Indeed, the Collective Catalogue of the Spanish Bibliographic Heritage does not record any copies of plays in English printed before 1720.
Historical data however, permits a reconstruction of how the play ended up in Salamanca.
The Royal Scots College was founded in Madrid in July 1627, by Scottish Colonel William Semple. By the 1630s English plays were increasingly associated with elite culture, and Rector Semple, due to his political ambitions, would have most probably requested them as a way to stay in touch with the cultural life of London.
The plays went from the original headquarters in Madrid to the building of the College of the Irish in Alcala de Henares, where they remained from 1767 to 1770.

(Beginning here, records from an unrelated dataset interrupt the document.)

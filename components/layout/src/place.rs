//! Placement of a flow of items around center anchors.

use alloc::vec::Vec;

use flowlayout_core::{LayoutError, Point, Size};
use tracing::debug;

use crate::{
    LayoutConfig,
    packing::{check_items, check_max_width, pack_lines, slot_widths},
};

/// Computes the center anchor of every item, in input order.
///
/// Lines start at `origin` and wrap before `min(origin.x + max_width,
/// bounds_max_x)`. Each anchor sits at the middle of the item's slot
/// horizontally and at half the item's own natural height below the top of
/// its line, so justification widens slots without stretching items.
///
/// With the same `max_width` and a right edge that does not clip it, the
/// lines are exactly those [`measure`](crate::measure) sums up.
///
/// # Errors
///
/// Returns [`LayoutError`] for negative or non-finite item sizes, invalid
/// spacing, a non-finite origin, a NaN `bounds_max_x` or a NaN/negative
/// `max_width`.
pub fn place(
    item_sizes: &[Size],
    origin: Point,
    bounds_max_x: f32,
    max_width: f32,
    config: &LayoutConfig,
) -> Result<Vec<Point>, LayoutError> {
    config.validate()?;
    check_max_width(max_width)?;
    check_items(item_sizes)?;
    if !(origin.x.is_finite() && origin.y.is_finite()) {
        return Err(LayoutError::InvalidOrigin {
            x: origin.x,
            y: origin.y,
        });
    }
    if bounds_max_x.is_nan() {
        return Err(LayoutError::InvalidBounds(bounds_max_x));
    }

    // Keep `max_width` untouched unless the bounds clip it, so both passes
    // compare against the same number.
    let available = if origin.x + max_width <= bounds_max_x {
        max_width
    } else {
        (bounds_max_x - origin.x).max(0.0)
    };

    let spacing = config.min_spacing;
    let slots = slot_widths(item_sizes, config);
    let heights: Vec<f32> = item_sizes.iter().map(|size| size.height).collect();
    let lines = pack_lines(&slots, &heights, available, spacing);

    let mut anchors = Vec::with_capacity(item_sizes.len());
    let mut line_y = origin.y;
    let mut previous_height = None;

    for line in &lines {
        if let Some(height) = previous_height {
            line_y += height + spacing;
        }

        let mut line_x = origin.x;
        for index in line.range.clone() {
            let slot = slots[index];
            anchors.push(Point::new(
                line_x + slot / 2.0,
                line_y + item_sizes[index].height / 2.0,
            ));
            line_x += slot + spacing;
        }

        previous_height = Some(line.height);
    }

    debug!(
        items = item_sizes.len(),
        lines = lines.len(),
        available,
        "placed flow"
    );

    Ok(anchors)
}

They were later moved to the headquarters of the Royal College of Scots in Valladolid (1770-1985), and finally to the Royal College of Scots in Salamanca, where they have now been discovered.
The only copy that could dispute Stone’s discovery of being Shakespeare’s first work in Spain is a volume located in the Real Colegio de San Albano, in Valladolid, currently kept in the Folger Shakespeare Library in Washington.
Scholars date the arrival in Spain of the Valladolid copy between 1641 and 1651.
If the work found by Stone arrived before 1640, it would indeed be the first printed work of Shakespeare to have circulated in Spain.